● **PROBLEM DETAILS**
Please return every line of the records below that holds the word "content".

● **INFORMATION PROVIDED**
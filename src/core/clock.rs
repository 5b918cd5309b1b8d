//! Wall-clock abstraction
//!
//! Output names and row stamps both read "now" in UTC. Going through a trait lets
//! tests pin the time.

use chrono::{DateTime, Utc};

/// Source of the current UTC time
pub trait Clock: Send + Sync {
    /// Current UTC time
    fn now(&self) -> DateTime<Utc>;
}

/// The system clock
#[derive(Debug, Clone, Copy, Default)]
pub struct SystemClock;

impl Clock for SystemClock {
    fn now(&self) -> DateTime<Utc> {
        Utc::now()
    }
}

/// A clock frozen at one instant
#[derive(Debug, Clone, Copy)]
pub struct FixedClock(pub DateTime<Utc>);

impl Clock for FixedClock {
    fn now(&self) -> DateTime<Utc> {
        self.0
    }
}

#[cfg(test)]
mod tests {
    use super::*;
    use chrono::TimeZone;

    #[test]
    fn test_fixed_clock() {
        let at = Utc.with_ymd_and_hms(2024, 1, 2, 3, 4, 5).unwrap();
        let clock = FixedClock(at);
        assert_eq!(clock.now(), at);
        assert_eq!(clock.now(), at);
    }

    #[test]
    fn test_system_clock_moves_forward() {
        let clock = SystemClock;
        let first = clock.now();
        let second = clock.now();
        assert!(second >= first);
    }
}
---
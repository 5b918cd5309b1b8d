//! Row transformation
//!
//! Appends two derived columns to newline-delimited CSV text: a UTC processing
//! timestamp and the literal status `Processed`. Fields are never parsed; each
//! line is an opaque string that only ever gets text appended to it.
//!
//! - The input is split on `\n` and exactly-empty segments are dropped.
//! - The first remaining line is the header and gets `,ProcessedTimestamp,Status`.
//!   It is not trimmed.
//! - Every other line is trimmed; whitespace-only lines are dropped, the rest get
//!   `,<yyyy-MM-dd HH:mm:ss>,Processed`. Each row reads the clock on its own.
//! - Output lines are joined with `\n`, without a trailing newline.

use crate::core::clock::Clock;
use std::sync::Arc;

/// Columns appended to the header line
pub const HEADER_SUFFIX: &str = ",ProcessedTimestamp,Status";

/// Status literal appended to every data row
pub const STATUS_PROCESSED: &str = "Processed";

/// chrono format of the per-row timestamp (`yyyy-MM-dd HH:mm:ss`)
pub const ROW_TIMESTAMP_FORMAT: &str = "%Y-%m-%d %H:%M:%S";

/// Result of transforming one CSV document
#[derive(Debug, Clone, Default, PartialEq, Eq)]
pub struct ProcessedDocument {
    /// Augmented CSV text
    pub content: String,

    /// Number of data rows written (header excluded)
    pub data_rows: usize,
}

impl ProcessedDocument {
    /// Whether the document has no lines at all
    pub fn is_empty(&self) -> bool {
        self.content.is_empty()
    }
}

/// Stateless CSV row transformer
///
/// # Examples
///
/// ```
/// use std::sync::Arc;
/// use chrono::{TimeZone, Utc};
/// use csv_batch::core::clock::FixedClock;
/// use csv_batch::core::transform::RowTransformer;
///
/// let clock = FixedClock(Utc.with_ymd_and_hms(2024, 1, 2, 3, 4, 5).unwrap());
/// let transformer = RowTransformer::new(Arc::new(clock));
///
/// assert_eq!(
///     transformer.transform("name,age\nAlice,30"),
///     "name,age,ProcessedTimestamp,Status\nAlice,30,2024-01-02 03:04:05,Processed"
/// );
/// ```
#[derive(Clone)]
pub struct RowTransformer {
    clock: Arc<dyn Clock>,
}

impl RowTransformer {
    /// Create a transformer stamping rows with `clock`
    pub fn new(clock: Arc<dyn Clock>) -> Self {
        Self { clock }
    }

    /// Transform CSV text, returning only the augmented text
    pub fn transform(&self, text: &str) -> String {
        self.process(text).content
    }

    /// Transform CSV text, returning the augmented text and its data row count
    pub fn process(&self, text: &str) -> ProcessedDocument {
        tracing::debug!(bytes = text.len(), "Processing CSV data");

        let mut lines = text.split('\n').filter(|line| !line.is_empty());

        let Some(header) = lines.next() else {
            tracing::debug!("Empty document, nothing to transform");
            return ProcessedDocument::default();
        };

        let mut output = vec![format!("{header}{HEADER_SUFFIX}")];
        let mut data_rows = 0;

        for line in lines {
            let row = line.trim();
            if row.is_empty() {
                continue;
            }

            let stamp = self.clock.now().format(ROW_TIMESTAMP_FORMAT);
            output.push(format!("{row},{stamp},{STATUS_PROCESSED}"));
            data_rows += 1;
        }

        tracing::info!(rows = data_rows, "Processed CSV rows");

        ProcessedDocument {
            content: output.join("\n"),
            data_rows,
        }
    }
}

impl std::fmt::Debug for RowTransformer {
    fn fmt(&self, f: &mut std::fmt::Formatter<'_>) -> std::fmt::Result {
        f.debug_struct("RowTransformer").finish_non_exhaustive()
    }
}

● **OUTPUT OF THE EXERCISE**
    pub content: String,
        self.content.is_empty()
        self.process(text).content
            content: output.join("\n"),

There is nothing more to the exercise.